As a teenager, even though one understands that other people have felt "like this" one imagines that noone has "ever felt quite like this". Like the Madonna lyrics "Romeo and Juliette, they never felt this way I bet", there is a loneliness and pride to the teenager's thinking that they have invented love/melancholy/happiness/friendship that had yet never been discovered.
I am holding on to this knowledge today and reminding myself that I am not even the only one feeling the way that I am feeling. Not only have these feelings been felt before, there may be someone experiencing them at this very moment. As I washed the breakfast dishes and thought "but doesn't the universe understand how ready we are and how great we'll be as parents?" one can be guaranteed that another person out there was having the same thought possibly while washing lunch or dinner dishes of their own.

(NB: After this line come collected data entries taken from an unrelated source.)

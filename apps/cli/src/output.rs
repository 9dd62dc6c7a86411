//! Output formatting for the CLI.

use clap::ValueEnum;
use serde::Serialize;
use serde_json::json;

/// Output format.
#[derive(Debug, Clone, Copy, Default, PartialEq, Eq, ValueEnum)]
pub enum OutputFormat {
    #[default]
    Text,
    Json,
}

/// Print a serializable value as pretty JSON.
pub fn print_json<T: Serialize>(value: &T) {
    match serde_json::to_string_pretty(value) {
        Ok(json) => println!("{}", json),
        Err(e) => eprintln!("Error: could not render output: {}", e),
    }
}

/// Print a success message.
pub fn print_success(message: &str, format: &OutputFormat) {
    match format {
        OutputFormat::Text => println!("{}", message),
        OutputFormat::Json => println!("{}", status_line("success", message)),
    }
}

/// Print an error message.
pub fn print_error(message: &str, format: &OutputFormat) {
    match format {
        OutputFormat::Text => eprintln!("Error: {}", message),
        OutputFormat::Json => eprintln!("{}", status_line("error", message)),
    }
}

fn status_line(status: &str, message: &str) -> String {
    json!({ "status": status, "message": message }).to_string()
}

/// Print a table row.
pub fn print_row(label: &str, value: &str) {
    println!("  {:<16} {}", format!("{}:", label), value);
}

/// Print a divider line.
pub fn print_divider() {
    println!("{}", "-".repeat(50));
}

/// Print a heading.
pub fn print_heading(text: &str) {
    println!("\n{}", text);
    print_divider();
}

#[cfg(test)]
mod tests {
    use super::*;

    #[test]
    fn test_status_line_escapes_message() {
        let line = status_line("error", r#"bad "token""#);
        let value: serde_json::Value = serde_json::from_str(&line).unwrap();

        assert_eq!(value["status"], "error");
        assert_eq!(value["message"], r#"bad "token""#);
    }
}
//! Protected route declarations.

use crate::context::SessionSnapshot;
use crate::guard::{GuardConfig, GuardDecision, RouteGuard};
use robohire_config::Config;

/// A path prefix and the guard protecting it.
#[derive(Debug, Clone, PartialEq, Eq)]
pub struct RouteRule {
    pub prefix: String,
    pub guard: RouteGuard,
}

impl RouteRule {
    /// `/accounts` covers `/accounts` and `/accounts/7`, not `/accountsx`.
    fn covers(&self, path: &str) -> bool {
        let prefix = self.prefix.trim_end_matches('/');
        if prefix.is_empty() {
            return true;
        }
        match path.strip_prefix(prefix) {
            Some(rest) => rest.is_empty() || rest.starts_with('/'),
            None => false,
        }
    }
}

/// Maps request paths to route guards; unlisted paths are public.
#[derive(Debug, Clone, Default)]
pub struct RouteTable {
    rules: Vec<RouteRule>,
}

impl RouteTable {
    pub fn new() -> Self {
        Self::default()
    }

    /// Build the table from the configured routes, applying the configured
    /// login and forbidden paths unless a route overrides them.
    pub fn from_config(config: &Config) -> Self {
        let mut table = Self::new();
        for entry in &config.routes {
            let guard_config = GuardConfig {
                login_path: entry
                    .login_path
                    .clone()
                    .unwrap_or_else(|| config.login_path.clone()),
                forbidden_path: entry
                    .forbidden_path
                    .clone()
                    .unwrap_or_else(|| config.forbidden_path.clone()),
            };
            table.protect(
                &entry.prefix,
                RouteGuard::new(guard_config).with_roles(entry.roles.iter().cloned()),
            );
        }
        table
    }

    /// Add or replace the guard for `prefix`.
    pub fn protect(&mut self, prefix: &str, guard: RouteGuard) {
        match self.rules.iter_mut().find(|rule| rule.prefix == prefix) {
            Some(rule) => rule.guard = guard,
            None => self.rules.push(RouteRule {
                prefix: prefix.to_string(),
                guard,
            }),
        }
    }

    pub fn rules(&self) -> &[RouteRule] {
        &self.rules
    }

    /// The most specific rule covering `location`, ignoring query and fragment.
    pub fn rule_for(&self, location: &str) -> Option<&RouteRule> {
        let path = location
            .split(['?', '#'])
            .next()
            .unwrap_or(location);

        self.rules
            .iter()
            .filter(|rule| rule.covers(path))
            .max_by_key(|rule| rule.prefix.trim_end_matches('/').len())
    }

    /// Decide what `location` shows for `session`.
    pub fn check(&self, session: &SessionSnapshot, location: &str) -> GuardDecision {
        match self.rule_for(location) {
            Some(rule) => rule.guard.check(session, location),
            None => GuardDecision::Render,
        }
    }
}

So ready are we for the adoption process, that my husband can utter the mantra almost automatically. When discovering this morning that the agency with which we really wanted to work was not Hague accredited, his response was "that is not our agency". We have named hypothetical women who do not want their child to be raised in Switzerland/ do not agree with our idea of "optimal contact to birth-parents"/ do not approve of our religious beliefs as "not our birth mother" and their future children as "not our baby". We've thought so long and hard about the method and means that we want in order to build our family and are now whittling down the paths that are "not our path"s.
Oh it hurts. Every stumble brings the question "doesn't the universe know how ready we are?" Nevertheless, even in my sadness, I know that I will be looking back some day with an understanding that this was all necessary to find our child and build our family. Even now I know that there are other deserving parents who are sad that they have to wait but will eventually be blessed with a family of their own. We are not alone. In communion with them, I wash my dishes and wait.